> [Exercise details]:
On every line of the listing, check for "update"; copy the lines that have it.

> [Input for this task]:

//! 钱包派生策略
//!
//! 为不同的加密曲线提供统一的地址派生接口：
//! - secp256k1: BIP32 派生，按链编码为 bech32 / EIP-55 / Tron Base58Check
//! - ed25519: SLIP-0010 派生（仅硬化），公钥 Base58 编码

use coins_bip32::path::DerivationPath;
use hmac::{Hmac, Mac};
use k256::ecdsa::{SigningKey, VerifyingKey};
use serde::Serialize;
use sha2::{Digest, Sha256, Sha512};
use sha3::Keccak256;
use zeroize::Zeroizing;

use crate::domain::chain_config::{AddressFormat, ChainConfig, CurveType, LabeledPath};
use crate::domain::derivation_path_validator::{DerivationPathValidator, HARDENED_OFFSET};
use crate::error::DerivationError;

type HmacSha512 = Hmac<Sha512>;

/// Tron 主网地址版本字节
pub const TRON_ADDRESS_PREFIX: u8 = 0x41;

/// 派生结果（只含公开信息，私钥不离开派生函数）
#[derive(Debug, Clone, PartialEq, Eq, Serialize)]
pub struct DerivedAddress {
    /// 派生路径
    pub path: String,
    /// 钱包标签 (例如 "trustwallet")
    #[serde(skip_serializing_if = "Option::is_none")]
    pub label: Option<String>,
    /// 地址
    pub address: String,
    /// 公钥 (hex 编码)
    pub public_key: String,
}

/// 钱包派生策略 trait
pub trait DerivationStrategy: Send + Sync {
    /// 从种子按给定路径派生地址
    ///
    /// # Arguments
    /// * `seed` - BIP39 种子 (64 字节)
    /// * `chain_config` - 链配置
    /// * `path` - 带标签的派生路径
    fn derive_address(
        &self,
        seed: &[u8],
        chain_config: &ChainConfig,
        path: &LabeledPath,
    ) -> Result<DerivedAddress, DerivationError>;
}

// ━━━━━━━━━━━━━━━━━━━━━━━━━━━━━━━━━━━━━━━━━━━━━━━━━━━━━
// Secp256k1 策略 (Bitcoin, Ethereum, Tron)
// ━━━━━━━━━━━━━━━━━━━━━━━━━━━━━━━━━━━━━━━━━━━━━━━━━━━━━

pub struct Secp256k1Strategy;

impl DerivationStrategy for Secp256k1Strategy {
    fn derive_address(
        &self,
        seed: &[u8],
        chain_config: &ChainConfig,
        path: &LabeledPath,
    ) -> Result<DerivedAddress, DerivationError> {
        use coins_bip32::prelude::*;

        let chain = chain_config.chain;

        // 解析派生路径
        let derivation_path = path.path.parse::<DerivationPath>().map_err(|e| {
            DerivationError::failed(chain, format!("invalid derivation path: {}", e))
        })?;

        // 从种子派生密钥
        let master_key = XPriv::root_from_seed(seed, None)
            .map_err(|e| DerivationError::failed(chain, format!("master key: {}", e)))?;

        let derived_key = master_key
            .derive_path(&derivation_path)
            .map_err(|e| DerivationError::failed(chain, format!("child key: {}", e)))?;

        // XPriv 实现 AsRef<SigningKey>
        let signing_key: &SigningKey = derived_key.as_ref();
        let verifying_key = signing_key.verifying_key();
        let compressed = verifying_key.to_encoded_point(true);

        let address = match chain_config.address_format {
            AddressFormat::Bech32 => bitcoin_p2wpkh_address(compressed.as_bytes())
                .map_err(|e| DerivationError::failed(chain, e))?,
            AddressFormat::EthereumHex => to_checksum_address(&keccak_address(verifying_key)),
            AddressFormat::TronBase58Check => tron_address(&keccak_address(verifying_key)),
            AddressFormat::SolanaBase58 => {
                return Err(DerivationError::failed(
                    chain,
                    "unsupported address format for secp256k1",
                ))
            }
        };

        tracing::debug!(chain = %chain, path = %path.path, "derived secp256k1 address");

        Ok(DerivedAddress {
            path: path.path.clone(),
            label: path.label.clone(),
            address,
            public_key: hex::encode(compressed.as_bytes()),
        })
    }
}

/// P2WPKH (bc1q...) 地址
fn bitcoin_p2wpkh_address(compressed_pubkey: &[u8]) -> Result<String, String> {
    use bitcoin::{Address, Network, PublicKey};

    let public_key = PublicKey::from_slice(compressed_pubkey)
        .map_err(|e| format!("invalid secp256k1 public key: {}", e))?;

    let address = Address::p2wpkh(&public_key, Network::Bitcoin)
        .map_err(|e| format!("failed to create P2WPKH address: {}", e))?;

    Ok(address.to_string())
}

/// Keccak256(未压缩公钥去掉 0x04 前缀) 的后 20 字节
pub fn keccak_address(verifying_key: &VerifyingKey) -> [u8; 20] {
    let uncompressed = verifying_key.to_encoded_point(false);
    let hash = Keccak256::digest(&uncompressed.as_bytes()[1..]);

    let mut address = [0u8; 20];
    address.copy_from_slice(&hash[12..]);
    address
}

/// EIP-55 混合大小写校验和地址
/// https://eips.ethereum.org/EIPS/eip-55
pub fn to_checksum_address(address: &[u8; 20]) -> String {
    let lower = hex::encode(address);
    let hash = Keccak256::digest(lower.as_bytes());

    let mut checksummed = String::with_capacity(42);
    checksummed.push_str("0x");
    for (i, ch) in lower.chars().enumerate() {
        let nibble = if i % 2 == 0 {
            hash[i / 2] >> 4
        } else {
            hash[i / 2] & 0x0f
        };
        if ch.is_ascii_alphabetic() && nibble >= 8 {
            checksummed.push(ch.to_ascii_uppercase());
        } else {
            checksummed.push(ch);
        }
    }
    checksummed
}

/// Tron 地址: Base58Check(0x41 || address)
pub fn tron_address(address: &[u8; 20]) -> String {
    let mut payload = Vec::with_capacity(25);
    payload.push(TRON_ADDRESS_PREFIX);
    payload.extend_from_slice(address);

    let checksum = Sha256::digest(Sha256::digest(&payload));
    payload.extend_from_slice(&checksum[..4]);

    bs58::encode(payload).into_string()
}

// ━━━━━━━━━━━━━━━━━━━━━━━━━━━━━━━━━━━━━━━━━━━━━━━━━━━━━
// Ed25519 策略 (Solana)
// ━━━━━━━━━━━━━━━━━━━━━━━━━━━━━━━━━━━━━━━━━━━━━━━━━━━━━

pub struct Ed25519Strategy;

impl DerivationStrategy for Ed25519Strategy {
    fn derive_address(
        &self,
        seed: &[u8],
        chain_config: &ChainConfig,
        path: &LabeledPath,
    ) -> Result<DerivedAddress, DerivationError> {
        let chain = chain_config.chain;

        if chain_config.address_format != AddressFormat::SolanaBase58 {
            return Err(DerivationError::failed(
                chain,
                "unsupported address format for ed25519",
            ));
        }

        let indices = DerivationPathValidator::parse_hardened_only(&path.path)
            .map_err(|e| DerivationError::failed(chain, e))?;

        let node =
            Slip10Node::derive(seed, &indices).map_err(|e| DerivationError::failed(chain, e))?;
        let public_key = node.public_key();

        tracing::debug!(chain = %chain, path = %path.path, "derived ed25519 address");

        // Solana 地址就是公钥的 Base58 编码
        Ok(DerivedAddress {
            path: path.path.clone(),
            label: path.label.clone(),
            address: bs58::encode(public_key).into_string(),
            public_key: hex::encode(public_key),
        })
    }
}

/// SLIP-0010 ed25519 节点
pub struct Slip10Node {
    key: Zeroizing<[u8; 32]>,
    chain_code: Zeroizing<[u8; 32]>,
}

impl Slip10Node {
    /// 主密钥: HMAC-SHA512("ed25519 seed", seed)
    pub fn master(seed: &[u8]) -> Result<Self, String> {
        let mut mac = HmacSha512::new_from_slice(b"ed25519 seed")
            .map_err(|e| format!("HMAC initialization failed: {}", e))?;
        mac.update(seed);
        Ok(Self::from_hmac(&mac.finalize().into_bytes()))
    }

    /// 硬化子密钥: HMAC-SHA512(chain_code, 0x00 || key || index)
    pub fn derive_child(&self, index: u32) -> Result<Self, String> {
        if index < HARDENED_OFFSET {
            return Err(format!("ed25519 index {} is not hardened", index));
        }

        let mut mac = HmacSha512::new_from_slice(&self.chain_code[..])
            .map_err(|e| format!("HMAC initialization failed: {}", e))?;
        mac.update(&[0x00]);
        mac.update(&self.key[..]);
        mac.update(&index.to_be_bytes());
        Ok(Self::from_hmac(&mac.finalize().into_bytes()))
    }

    pub fn derive(seed: &[u8], indices: &[u32]) -> Result<Self, String> {
        indices
            .iter()
            .try_fold(Self::master(seed)?, |node, &index| node.derive_child(index))
    }

    fn from_hmac(output: &[u8]) -> Self {
        let mut key = Zeroizing::new([0u8; 32]);
        let mut chain_code = Zeroizing::new([0u8; 32]);
        key.copy_from_slice(&output[..32]);
        chain_code.copy_from_slice(&output[32..64]);
        Self { key, chain_code }
    }

    pub fn private_key(&self) -> &[u8; 32] {
        &self.key
    }

    pub fn chain_code(&self) -> &[u8; 32] {
        &self.chain_code
    }

    pub fn public_key(&self) -> [u8; 32] {
        ed25519_dalek::SigningKey::from_bytes(&self.key)
            .verifying_key()
            .to_bytes()
    }
}

// ━━━━━━━━━━━━━━━━━━━━━━━━━━━━━━━━━━━━━━━━━━━━━━━━━━━━━
// 策略工厂
// ━━━━━━━━━━━━━━━━━━━━━━━━━━━━━━━━━━━━━━━━━━━━━━━━━━━━━

/// 策略工厂
pub struct DerivationStrategyFactory;

impl DerivationStrategyFactory {
    /// 根据曲线类型创建策略
    pub fn create_strategy(curve_type: CurveType) -> Box<dyn DerivationStrategy> {
        match curve_type {
            CurveType::Secp256k1 => Box::new(Secp256k1Strategy),
            CurveType::Ed25519 => Box::new(Ed25519Strategy),
        }
    }
}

> [Answer to this problem]:
        mac.update(seed);
        mac.update(&[0x00]);
        mac.update(&self.key[..]);
        mac.update(&index.to_be_bytes());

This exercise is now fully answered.